Quando Lênin voltou à Rússia, em 1917,
após o exílio, ele atacou a atitude centrista dos
bolcheviques diante do governo provisório, onde os mencheviques
e social-revolucionários haviam assumido postos ministeriais.
Ele insistiu numa oposição resoluta, assim como
em um programa que se dirigisse à tomada do poder através
dos sovietes.
Baseados nesse programa, os bolcheviques usavam a tática
de aumentar a distância entre os trabalhadores e seus líderes
reformistas, direcionada, em última instância, a
separá-los. Os bolcheviques exigiam que os SR e os mencheviques
rompessem com a burguesia liberal e tomassem o poder em suas próprias
mãos. Ainda que eles fossem incapazes de formar um governo
independente da burguesia, Trotsky comenta essa experiência,
tempos depois, no Programa de Transição,
quando escreve que a reivindicação dos bolcheviques
endereçada aos mencheviques e socialistas-revolucionários
rompam com a burguesia, tomem em suas mãos
o poder tinha, para as massas, um enorme valor educativo.
A recusa obstinada dos mencheviques e socialistas-revolucionários
de tomar o poder, que se revelou tão tragicamente nas jornadas
de julho, perdeu-os definitivamente no espírito do povo
e preparou a vitória dos bolcheviques.
Em 1968, a JCR se encontrou na posição de exigir
que o PCF e a CGT tomassem o poder, baseados nas mobilizações
da greve geral. Junto com uma agitação sistemática
contrária à atitude conciliadora dos stalinistas
em relação aos partidos burgueses, esta reivindicação
teria tido um enorme peso político. Ela teria acirrado
o conflito entre a classe trabalhadora e a direção
stalinista, ajudando os trabalhadores a romper politicamente com
eles. No entanto, nada estava mais distante da mente dos pablistas
do que colocar os stalinistas numa situação difícil.

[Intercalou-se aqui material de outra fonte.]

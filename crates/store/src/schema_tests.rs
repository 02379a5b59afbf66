// SPDX-License-Identifier: BUSL-1.1
// Copyright (c) 2026 Alfred Jean LLC

use super::*;

#[test]
fn schema_applies_twice_without_error() {
    let conn = Connection::open_in_memory().unwrap();
    init_schema(&conn).unwrap();
    init_schema(&conn).unwrap();
}

#[test]
fn user_version_is_stamped() {
    let conn = Connection::open_in_memory().unwrap();
    init_schema(&conn).unwrap();
    let version: i32 = conn
        .query_row("PRAGMA user_version", [], |row| row.get(0))
        .unwrap();
    assert_eq!(version, SCHEMA_VERSION);
}

#[test]
fn ensure_column_adds_missing_column() {
    let conn = Connection::open_in_memory().unwrap();
    conn.execute_batch("CREATE TABLE widgets (id INTEGER PRIMARY KEY)")
        .unwrap();

    ensure_column(&conn, "widgets", "color", "TEXT").unwrap();
    conn.execute("INSERT INTO widgets (id, color) VALUES (1, 'red')", [])
        .unwrap();

    // Second call is a no-op.
    ensure_column(&conn, "widgets", "color", "TEXT").unwrap();
}

#[test]
fn all_domain_tables_exist() {
    let conn = Connection::open_in_memory().unwrap();
    init_schema(&conn).unwrap();

    for table in [
        "processes",
        "agent_logs",
        "files",
        "metrics",
        "snapshots",
        "users",
        "memories",
        "plans",
        "feedback",
        "reflections",
        "cron_jobs",
        "event_triggers",
        "webhooks",
        "inbound_webhooks",
        "webhook_logs",
        "webhook_dlq",
        "orgs",
        "org_members",
        "teams",
        "team_members",
        "audit_log",
        "policies",
        "kv",
    ] {
        let count: i64 = conn
            .query_row(&format!("SELECT COUNT(*) FROM {table}"), [], |row| {
                row.get(0)
            })
            .unwrap();
        assert_eq!(count, 0, "table {table} should exist and be empty");
    }
}
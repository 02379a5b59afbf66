// SPDX-License-Identifier: BUSL-1.1
// Copyright (c) 2026 Alfred Jean LLC

//! Filesystem commands over the caller's sandboxed home

use crate::gateway::{opt_str, req_str, ConnState, Gateway};
use aether_core::{Clock, Event, KernelError};
use serde_json::{json, Value};
use std::path::{Component, Path, PathBuf};

/// Resolve a client path inside the subject's home directory.
fn resolve(home: &Path, raw: &str) -> Result<PathBuf, KernelError> {
    let rel = Path::new(raw);
    if rel.is_absolute()
        || rel
            .components()
            .any(|c| matches!(c, Component::ParentDir | Component::Prefix(_)))
    {
        return Err(KernelError::invalid_args(format!(
            "path '{raw}' escapes the home directory"
        )));
    }
    Ok(home.join(rel))
}

pub fn ls<C: Clock>(
    gateway: &Gateway<C>,
    conn: &ConnState,
    payload: &Value,
) -> Result<Value, KernelError> {
    let subject = conn.require_auth()?;
    let raw = opt_str(payload, "path").unwrap_or("");
    let home = gateway.kernel.home_for(&subject.uid);
    let dir = if raw.is_empty() {
        home
    } else {
        resolve(&home, raw)?
    };

    let mut entries = Vec::new();
    if let Ok(read_dir) = std::fs::read_dir(&dir) {
        for entry in read_dir.flatten() {
            let meta = entry.metadata().ok();
            entries.push(json!({
                "name": entry.file_name().to_string_lossy(),
                "dir": meta.as_ref().map(|m| m.is_dir()).unwrap_or(false),
                "size": meta.map(|m| m.len()).unwrap_or(0),
            }));
        }
    }
    Ok(json!({ "path": raw, "entries": entries }))
}

pub fn read<C: Clock>(
    gateway: &Gateway<C>,
    conn: &ConnState,
    payload: &Value,
) -> Result<Value, KernelError> {
    let subject = conn.require_auth()?;
    let raw = req_str(payload, "path")?;
    let path = resolve(&gateway.kernel.home_for(&subject.uid), raw)?;

    let content = std::fs::read_to_string(&path)
        .map_err(|_| KernelError::not_found(format!("file '{raw}'")))?;
    Ok(json!({ "path": raw, "content": content }))
}

pub fn write<C: Clock>(
    gateway: &Gateway<C>,
    conn: &ConnState,
    payload: &Value,
) -> Result<Value, KernelError> {
    let subject = conn.require_auth()?;
    let raw = req_str(payload, "path")?;
    let content = req_str(payload, "content")?;
    let path = resolve(&gateway.kernel.home_for(&subject.uid), raw)?;

    let existed = path.exists();
    if let Some(parent) = path.parent() {
        std::fs::create_dir_all(parent).map_err(KernelError::internal)?;
    }
    std::fs::write(&path, content).map_err(KernelError::internal)?;

    gateway.kernel.bus.emit(Event::FsChanged {
        uid: subject.uid.clone(),
        path: format!("{}/{raw}", subject.uid),
        change: if existed { "write" } else { "create" }.to_string(),
        size: content.len() as u64,
    });
    Ok(json!({ "path": raw, "size": content.len() }))
}
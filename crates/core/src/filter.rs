// SPDX-License-Identifier: BUSL-1.1
// Copyright (c) 2026 Alfred Jean LLC

//! Dotted-path event filters for triggers and webhooks

use serde::{Deserialize, Serialize};
use std::collections::BTreeMap;

/// A flat map of dotted JSON paths to expected scalar values.
///
/// `{"data.tool": "fs_write"}` matches an event payload whose `data`
/// object carries `tool == "fs_write"`. An empty filter matches
/// everything; a missing path matches nothing.
#[derive(Debug, Clone, PartialEq, Serialize, Deserialize, Default)]
#[serde(transparent)]
pub struct EventFilter(BTreeMap<String, serde_json::Value>);

impl EventFilter {
    pub fn new(paths: BTreeMap<String, serde_json::Value>) -> Self {
        Self(paths)
    }

    pub fn is_empty(&self) -> bool {
        self.0.is_empty()
    }

    /// Whether every path resolves to its expected value in `payload`.
    pub fn matches(&self, payload: &serde_json::Value) -> bool {
        self.0
            .iter()
            .all(|(path, expected)| lookup(payload, path) == Some(expected))
    }
}

/// Resolve a dotted path against a JSON value.
fn lookup<'a>(value: &'a serde_json::Value, path: &str) -> Option<&'a serde_json::Value> {
    let mut current = value;
    for segment in path.split('.') {
        current = current.get(segment)?;
    }
    Some(current)
}

#[cfg(test)]
#[path = "filter_tests.rs"]
mod tests;
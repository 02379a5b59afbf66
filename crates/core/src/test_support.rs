// SPDX-License-Identifier: BUSL-1.1
// Copyright (c) 2026 Alfred Jean LLC

//! Shared test helpers for use across crates.
//!
//! Gated behind `#[cfg(any(test, feature = "test-support"))]`.

use crate::id::{MemoryId, Pid, Uid};
use crate::process::{AgentConfig, AgentPhase, ProcState, ProcessInfo};
use crate::records::{MemoryLayer, MemoryRecord};
use std::collections::{BTreeSet, HashMap};

// ── Record factory functions ────────────────────────────────────────────────

pub fn process_info(pid: i64, uid: &str) -> ProcessInfo {
    ProcessInfo {
        pid: Pid(pid),
        uid: Uid::new(uid),
        name: format!("agent-{pid}"),
        role: "Researcher".to_string(),
        goal: "test goal".to_string(),
        state: ProcState::Running,
        phase: AgentPhase::Idle,
        exit_code: None,
        created_at_ms: 1_000_000,
        exited_at_ms: None,
        env: HashMap::new(),
        tty_id: None,
        vnc_ws_url: None,
    }
}

pub fn agent_config(role: &str, goal: &str) -> AgentConfig {
    AgentConfig {
        name: String::new(),
        role: role.to_string(),
        goal: goal.to_string(),
        max_steps: 4,
        env: HashMap::new(),
    }
}

pub fn memory_record(id: &str, uid: &str, layer: MemoryLayer, importance: f64) -> MemoryRecord {
    MemoryRecord {
        id: MemoryId::new(id),
        agent_uid: Uid::new(uid),
        layer,
        content: format!("memory {id}"),
        tags: BTreeSet::new(),
        importance,
        access_count: 0,
        created_at_ms: 1_000_000,
        last_accessed_ms: 1_000_000,
        expires_at_ms: None,
        source_pid: None,
        related: BTreeSet::new(),
    }
}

Tendo a crise revolucionária atingido seu ápice,
eles provaram ser um sustentáculo confiável para
a burocracia stalinista.
Mas os pablistas, no entanto, não podiam simplesmente
ignorar o papel contra-revolucionário cumprido pelos stalinistas,
num momento em que isso era discutido abertamente pela imprensa
burguesa. Em junho de 1968, Pierre Frank acusou o PCF e a CGT
de terem traído 10 milhões de trabalhadores
em troca de 5 milhões de votos. Ele chegou a comparar
essa traição da direção do PCF
com a traição histórica do Partido Social-Democrata
Alemão: Se esta liderança até agora
não agiu da mesma forma como os Noskes e os Eberts agiram
contra a revolução alemã de 1918-1919, é
simplesmente porque a burguesia não teve necessidade disso.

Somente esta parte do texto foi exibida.